France and Germany manage free unis - pass the end of school exams bac/abitur and you’re in. X% drop out in the first year which is a kind of self-selection.
In France, a huge number drop out after just a few weeks (although a fair number return for exams because they lose their grant if they are absent at those: they hand in a blank script and sign the attendance sheet. Some get very angry when they are told the rules prevent them from leaving before an hour is up. Some sleep until they can go. A colleague of mine saw a student knitting during an exam.)

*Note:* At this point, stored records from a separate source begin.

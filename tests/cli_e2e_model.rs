//! End-to-end tests for the `docserve model` and `docserve resolve`
//! commands.

mod common;

use common::prelude::*;

#[test]
fn test_model_summary() {
    let fixture = TestFixture::new().with_docs_site();
    fixture
        .command()
        .arg("model")
        .arg("tabs")
        .assert()
        .success()
        .stdout(predicate::str::contains("namespace: tabs"))
        .stdout(predicate::str::contains("type (2):"))
        .stdout(predicate::str::contains("method (1):"))
        .stdout(predicate::str::contains("onUpdated"));
}

#[test]
fn test_model_platform_flag_prunes() {
    let fixture = TestFixture::new().with_docs_site();
    fixture
        .command()
        .arg("model")
        .arg("tabs")
        .arg("--platform")
        .arg("chromeos")
        .assert()
        .success()
        .stdout(predicate::str::contains("type (1):"))
        .stdout(predicate::str::contains("MutedInfo").not());
}

#[test]
fn test_model_found_through_candidates() {
    let fixture = TestFixture::new().with_docs_site();
    fixture
        .command()
        .arg("model")
        .arg("pageAction")
        .arg("--json")
        .assert()
        .success()
        .stdout(predicate::str::contains("\"name\": \"pageAction\""));
}

#[test]
fn test_model_candidates_listing() {
    let fixture = TestFixture::new();
    fixture
        .command()
        .arg("model")
        .arg("pageAction")
        .arg("--candidates")
        .assert()
        .success()
        .stdout(predicate::str::starts_with(
            "chrome/common/extensions/api/page_action.json\n",
        ))
        .stdout(predicate::str::contains("extensions/common/api/pageAction.idl"));
}

#[test]
fn test_model_not_found() {
    let fixture = TestFixture::new().with_docs_site();
    fixture
        .command()
        .arg("model")
        .arg("bookmarks")
        .assert()
        .failure()
        .stderr(predicate::str::contains("No model for \"bookmarks\""));
}

#[test]
fn test_resolve_aliased_reference() {
    let fixture = TestFixture::new().with_docs_site();
    fixture
        .command()
        .arg("resolve")
        .arg("foo.bar.qux")
        .assert()
        .success()
        .stdout(predicate::str::contains("\"href\": \"foo_guide#property-Baz-qux\""))
        .stdout(predicate::str::contains("\"name\": \"qux\""));
}

#[test]
fn test_resolve_relative_to_namespace() {
    let fixture = TestFixture::new().with_docs_site();
    fixture
        .command()
        .arg("resolve")
        .arg("Tab")
        .arg("--namespace")
        .arg("tabs")
        .assert()
        .success()
        .stdout(predicate::str::contains("\"href\": \"tabs#type-Tab\""));
}

#[test]
fn test_resolve_unresolvable_still_prints_link() {
    let fixture = TestFixture::new().with_docs_site();
    fixture
        .command()
        .arg("resolve")
        .arg("tabs.Missing")
        .assert()
        .success()
        .stdout(predicate::str::contains("\"name\": \"tabs.Missing\""))
        .stderr(predicate::str::contains("Could not resolve"));
}

#[test]
fn test_resolve_markup() {
    let fixture = TestFixture::new().with_docs_site();
    fixture
        .command()
        .arg("resolve")
        .arg("--markup")
        .arg("--namespace")
        .arg("tabs")
        .arg("See $(ref:onUpdated the event).")
        .assert()
        .success()
        .stdout(predicate::str::contains(
            "See <a href=\"tabs#event-onUpdated\">the event</a>.",
        ));
}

A huge number fail, sometimes after their 3rd attempt at first year. In my department, we have a 20% pass rate in 1st year, and pass rates of around 50% in second and third years.
It's not self-selection, it's selection after entrance.

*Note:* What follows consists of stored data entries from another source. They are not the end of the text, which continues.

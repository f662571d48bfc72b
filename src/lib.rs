//! # docserve
//!
//! This library provides the content layer of a documentation server: a
//! versioned overlay filesystem, a single-flight compiled cache, a
//! prefix-based content router, API model lookup and a dotted-reference
//! resolver. It is used by the `docserve` command-line tool but can be
//! embedded in any server that needs to answer "what is at this path, at
//! which version" with correct cache invalidation.
//!
//! ## Quick Example
//!
//! ```
//! use std::sync::Arc;
//! use docserve::filesystem::{MemoryFS, StorageBackend};
//! use docserve::overlay::{PatchDescriptor, PatchedFS};
//!
//! let base = Arc::new(MemoryFS::with_files([
//!     ("docs/intro.md", "# Intro"),
//!     ("docs/old.md", "# Old"),
//! ]).unwrap());
//!
//! let patch = PatchDescriptor::from_json(r##"{
//!     "version": "patch-42",
//!     "modified": {"docs/intro.md": "# Better intro"},
//!     "deleted": ["docs/old.md"]
//! }"##).unwrap();
//!
//! let patched = PatchedFS::new(base, Arc::new(patch));
//! assert!(patched.stat("docs/old.md").unwrap_err().is_not_found());
//! assert_eq!(patched.stat("docs/").unwrap().version, "patch-42");
//! ```
//!
//! ## Core Concepts
//!
//! - **Lazy values (`future`)**: [`future::Future`] runs its producer once on
//!   first observation and replays the outcome. `then`, `all` and `race`
//!   compose lookups while tolerating selected error kinds.
//! - **Storage (`filesystem`, `backends`, `overlay`)**: every source of
//!   content implements [`filesystem::StorageBackend`] (`stat` + `read`).
//!   [`overlay::PatchedFS`] layers an immutable patch over a base backend and
//!   reports versions that change exactly where the patch changed something.
//! - **Compiled cache (`cache`)**: [`cache::CompiledCache`] memoizes a pure
//!   `compute(path, content)` per category and path, reusing an entry while
//!   the backend version is unchanged and sharing in-flight work.
//! - **Routing (`config`, `content_provider`, `router`)**: the provider
//!   document maps names to backends and `serveFrom` prefixes;
//!   [`router::ContentProviders`] resolves request paths by longest prefix.
//! - **API models (`schema`, `api_models`)**: API names are mapped to
//!   candidate description files, raced through the cache, parsed and pruned
//!   for a platform.
//! - **References (`reference`, `object_store`)**: dotted references such as
//!   `tabs.Tab` resolve to documentation links, cached in an object store.

pub mod api_models;
pub mod backends;
pub mod cache;
pub mod config;
pub mod content_provider;
pub mod defaults;
pub mod error;
pub mod filesystem;
pub mod future;
pub mod object_store;
pub mod overlay;
pub mod path;
pub mod reference;
pub mod router;
pub mod schema;

#[cfg(test)]
mod path_proptest;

It was decided in 1985 that 80% of a year group should pass the Bac, and that is what then happened, but not because education massively improved...
As the entrance criterion for French university (not for Grandes Ecoles, or other selective HE establishments which the political elite and their kids attend, and not for medecine) is simply passing the Bac, that huge rise in the pass rate had a knock-on effect in universities.
The system worked better when 30% passed the Bac and the other 70% had a whole range of other options, including vocational degrees, apprenticeships, etc., but it is now seriously flawed.
96% passed the Bac this year: imagine being in the 4%. We are bracing for an influx of seriously unprepared 1st years, many of whom just won't pass.
And I have few illusions about what the 10 000 "places" for the extra students will look like, given how massively underfunded and understaffed French universities already are and are due to remain. We already have 40 people in our tutorials, and fewer than half the permanent staff needed to teach them.
The objective of X% of the population getting a university degree is linked to the Lisbon strategy. The target was for 40% of 30-30 yr-olds in EU countries to obtain a university qualification. That dates to 2009, but the original Lisbon strategy was set out in 2000, which may be why Blair is considered responsible for the target in the UK.